Urban Airship raises another $25M

Urban Airship has raised $25 million in Series F funding.

The company started out as a platform supporting push notifications, but has since expanded to include other marketing channels like email, SMS, mobile wallets and voice assistants. The goal is to be the platform managing messaging and unifying customer data across all these channels.

Altogether, Urban Airship said it’s now delivered more than two trillion messages, doubling the number from a year ago.

Recent product additions include voice notifications on Amazon Alexa (which is still in beta testing) and automated in-app messaging. The company has signed up new enterprise customers like AMC, Magazine Luiza and Royal Automobile Club.

This funding was led by Foundry Group (which previously led the company’s Series B), with participation from True Ventures, August Capital, Intel Capital, Verizon Ventures, QuestMark Partners and Franklin Park Associates.

Brett Caine, who joined as CEO in 2014, said Urban Airship is currently breaking even, and he described this as “the first time in the eight nine years of the company where we’re raising money when we didn’t need it.”

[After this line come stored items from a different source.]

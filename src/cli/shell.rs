//! Interactive menu
//!
//! [`Shell`] reads one answer per line from any `BufRead` and writes prompts and
//! results to any `Write`, so it runs the same against a terminal or a scripted
//! buffer. Each menu entry maps to one [`AccountStore`] operation.

use crate::core::AccountStore;
use crate::io::text_codec::parse_decimal;
use crate::types::{Account, AccountKind, AccountNumber, BankError};
use log::debug;
use rust_decimal::Decimal;
use std::io::{self, BufRead, Write};

const MENU: &str = "\n===== BANK MANAGEMENT SYSTEM =====\n\
1. New Account\n\
2. Deposit Amount\n\
3. Withdraw Amount\n\
4. Balance Enquiry\n\
5. All Accounts List\n\
6. Close An Account\n\
7. Modify An Account\n\
8. Show Top Accounts by Balance\n\
9. Exit\n";

/// Shell settings, built from the command line
#[derive(Debug, Clone, Copy, PartialEq, Eq)]
pub struct ShellConfig {
    /// Count used when the top-K prompt is answered with an empty line
    pub top_k_default: i64,
    /// Print the menu before each option prompt
    pub show_menu: bool,
}

impl Default for ShellConfig {
    fn default() -> Self {
        ShellConfig {
            top_k_default: 5,
            show_menu: true,
        }
    }
}

/// Why an action stopped before completing
#[derive(Debug)]
enum Interrupt {
    /// Input ended
    Eof,
    /// An answer could not be parsed; the message names the field
    Invalid(String),
    Io(io::Error),
}

impl From<io::Error> for Interrupt {
    fn from(error: io::Error) -> Self {
        Interrupt::Io(error)
    }
}

type Step<T> = Result<T, Interrupt>;

/// Menu-driven front end over an [`AccountStore`]
pub struct Shell<'a, R, W> {
    store: &'a mut AccountStore,
    input: R,
    output: W,
    config: ShellConfig,
}

impl<'a, R: BufRead, W: Write> Shell<'a, R, W> {
    pub fn new(store: &'a mut AccountStore, input: R, output: W, config: ShellConfig) -> Self {
        Shell {
            store,
            input,
            output,
            config,
        }
    }

    /// Run the menu loop until option 9 or end of input
    ///
    /// The store is saved once more on the way out.
    ///
    /// # Errors
    ///
    /// Only I/O errors on the shell's own input or output end the loop early.
    pub fn run(&mut self) -> io::Result<()> {
        loop {
            if self.config.show_menu {
                write!(self.output, "{}", MENU)?;
            }
            let choice = match self.prompt("Select Your Option (1-9): ") {
                Ok(choice) => choice,
                Err(Interrupt::Io(e)) => return Err(e),
                Err(_) => break,
            };

            let step = match choice.as_str() {
                "1" => self.create_account(),
                "2" => self.deposit(),
                "3" => self.withdraw(),
                "4" => self.balance_enquiry(),
                "5" => self.list_all(),
                "6" => self.close_account(),
                "7" => self.modify_account(),
                "8" => self.show_top_accounts(),
                "9" => {
                    writeln!(self.output, "Exiting...")?;
                    break;
                }
                _ => {
                    writeln!(self.output, "Invalid option.")?;
                    Ok(())
                }
            };

            match step {
                Ok(()) => {}
                Err(Interrupt::Invalid(message)) => {
                    writeln!(self.output, "Invalid input: {}", message)?
                }
                Err(Interrupt::Eof) => break,
                Err(Interrupt::Io(e)) => return Err(e),
            }
        }

        if let Err(e) = self.store.save() {
            writeln!(self.output, "Error: {}", e)?;
        }
        self.output.flush()
    }

    fn create_account(&mut self) -> Step<()> {
        let number = self.prompt_number("\nEnter Account Number: ")?;
        let holder = self.prompt("Enter Account Holder Name: ")?;
        let account_type = self.prompt("Enter Account Type (S for Savings, C for Checking): ")?;
        let balance = self.prompt_amount("Enter Initial Balance: ")?;

        // Anything other than S opens a checking account
        let kind = if account_type.to_ascii_uppercase().starts_with('S') {
            AccountKind::Savings {
                minimum_balance: self.prompt_amount("Enter Minimum Balance: ")?,
            }
        } else {
            AccountKind::Checking {
                overdraft_limit: self.prompt_amount("Enter Overdraft Limit: ")?,
            }
        };

        match self.store.create(Account::new(number, holder, balance, kind)) {
            Ok(()) => writeln!(self.output, "Account created successfully.")?,
            Err(e) => self.report(&e)?,
        }
        Ok(())
    }

    fn deposit(&mut self) -> Step<()> {
        let Some((number, _)) = self.prompt_existing("Enter account no: ")? else {
            return Ok(());
        };
        let amount = self.prompt_amount("Enter amount to deposit: ")?;

        match self.store.deposit(number, amount) {
            Ok(balance) => {
                debug!("Account {} balance now {}", number, balance);
                writeln!(self.output, "Deposit successful.")?
            }
            Err(e) => self.report(&e)?,
        }
        Ok(())
    }

    fn withdraw(&mut self) -> Step<()> {
        let Some((number, _)) = self.prompt_existing("Enter account no: ")? else {
            return Ok(());
        };
        let amount = self.prompt_amount("Enter amount to withdraw: ")?;

        match self.store.withdraw(number, amount) {
            Ok(balance) => {
                debug!("Account {} balance now {}", number, balance);
                writeln!(self.output, "Withdrawal successful.")?
            }
            Err(e) => self.report(&e)?,
        }
        Ok(())
    }

    fn balance_enquiry(&mut self) -> Step<()> {
        let number = self.prompt_number("Enter account no: ")?;

        match self.store.find(number) {
            Some(account) => writeln!(self.output, "\nAccount Details:\n{}", account)?,
            None => self.report(&BankError::account_not_found(number))?,
        }
        Ok(())
    }

    fn list_all(&mut self) -> Step<()> {
        writeln!(
            self.output,
            "{:<10}{:<20}{:<6}Balance (plus params)",
            "AccNo", "Name", "Type"
        )?;
        writeln!(self.output, "{}", "-".repeat(60))?;
        for row in self.store.list_all() {
            writeln!(self.output, "{}", row)?;
        }
        Ok(())
    }

    fn close_account(&mut self) -> Step<()> {
        let number = self.prompt_number("Enter account no: ")?;

        match self.store.close(number) {
            Ok(_) => writeln!(self.output, "Account closed.")?,
            Err(e) => self.report(&e)?,
        }
        Ok(())
    }

    fn modify_account(&mut self) -> Step<()> {
        let Some((number, kind)) = self.prompt_existing("Enter account no: ")? else {
            return Ok(());
        };

        let holder = self.prompt("Enter new holder name: ")?;
        let balance = self.prompt_amount("Enter new balance: ")?;
        let parameter = match kind {
            AccountKind::Savings { .. } => self.prompt_amount("Enter new minimum balance: ")?,
            AccountKind::Checking { .. } => self.prompt_amount("Enter new overdraft limit: ")?,
        };

        match self.store.modify(number, holder, balance, parameter) {
            Ok(()) => writeln!(self.output, "Account modified.")?,
            Err(e) => self.report(&e)?,
        }
        Ok(())
    }

    fn show_top_accounts(&mut self) -> Step<()> {
        let answer = self.prompt("Enter number of top accounts to display: ")?;
        let k = if answer.is_empty() {
            self.config.top_k_default
        } else {
            answer
                .parse::<i64>()
                .map_err(|_| Interrupt::Invalid(format!("'{}' is not a count", answer)))?
        };

        let top = match self.store.top_k(k) {
            Ok(top) => top,
            Err(e) => {
                self.report(&e)?;
                return Ok(());
            }
        };

        writeln!(self.output, "\nTop {} Accounts by Balance:", top.len())?;
        writeln!(
            self.output,
            "{:<10}{:<20}{:<6}Balance",
            "AccNo", "Name", "Type"
        )?;
        writeln!(self.output, "{}", "-".repeat(50))?;
        for account in top {
            writeln!(self.output, "{}", account)?;
        }
        Ok(())
    }

    /// Print a user-facing message for a failed operation
    fn report(&mut self, error: &BankError) -> io::Result<()> {
        match error {
            BankError::AccountNotFound { .. } => writeln!(self.output, "Account not found."),
            BankError::WithdrawalRejected { .. } => {
                writeln!(self.output, "Withdrawal failed (limits reached).")
            }
            BankError::NoAccounts => writeln!(self.output, "No accounts available."),
            other => writeln!(self.output, "Error: {}", other),
        }
    }

    /// Print `label` and read one trimmed line
    fn prompt(&mut self, label: &str) -> Step<String> {
        write!(self.output, "{}", label)?;
        self.output.flush()?;

        let mut line = String::new();
        if self.input.read_line(&mut line)? == 0 {
            return Err(Interrupt::Eof);
        }
        Ok(line.trim().to_string())
    }

    fn prompt_number(&mut self, label: &str) -> Step<AccountNumber> {
        let answer = self.prompt(label)?;
        answer
            .parse()
            .map_err(|_| Interrupt::Invalid(format!("'{}' is not an account number", answer)))
    }

    /// Ask for an account number and report "not found" straight away
    ///
    /// Yields the number together with the account's current variant.
    fn prompt_existing(&mut self, label: &str) -> Step<Option<(AccountNumber, AccountKind)>> {
        let number = self.prompt_number(label)?;
        match self.store.find(number) {
            Some(account) => Ok(Some((number, account.kind))),
            None => {
                self.report(&BankError::account_not_found(number))?;
                Ok(None)
            }
        }
    }

    fn prompt_amount(&mut self, label: &str) -> Step<Decimal> {
        let answer = self.prompt(label)?;
        parse_decimal(&answer)
            .ok_or_else(|| Interrupt::Invalid(format!("'{}' is not an amount", answer)))
    }
}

So then why raise again? Caine said he sees “a lot of opportunity to grow and continue to expand globally and certainly look at the broad set of channels emerging in the market.”

“Instead of saying, ‘Oh gosh, we’ve gotta go out and raise money,’ and it was, ‘Let’s raise money to go faster,'” he added.

In addition to the growth of new marketing channels, Caine said growing discussion and regulation around online privacy serve as “wind shifts” in the company’s favor — because Urban Airship is focused on helping marketers use their own data to communicate directly with customers who have opted in to hearing from them.

“We’ve been opt-in, first-party from day one,” Caine said. “All of digital channels that we want to power, they only use first-party data. We don’t do anything with third-party, we don’t do any advertising.”

Urban Airship has now raised more than $100 million in total funding, according to Crunchbase.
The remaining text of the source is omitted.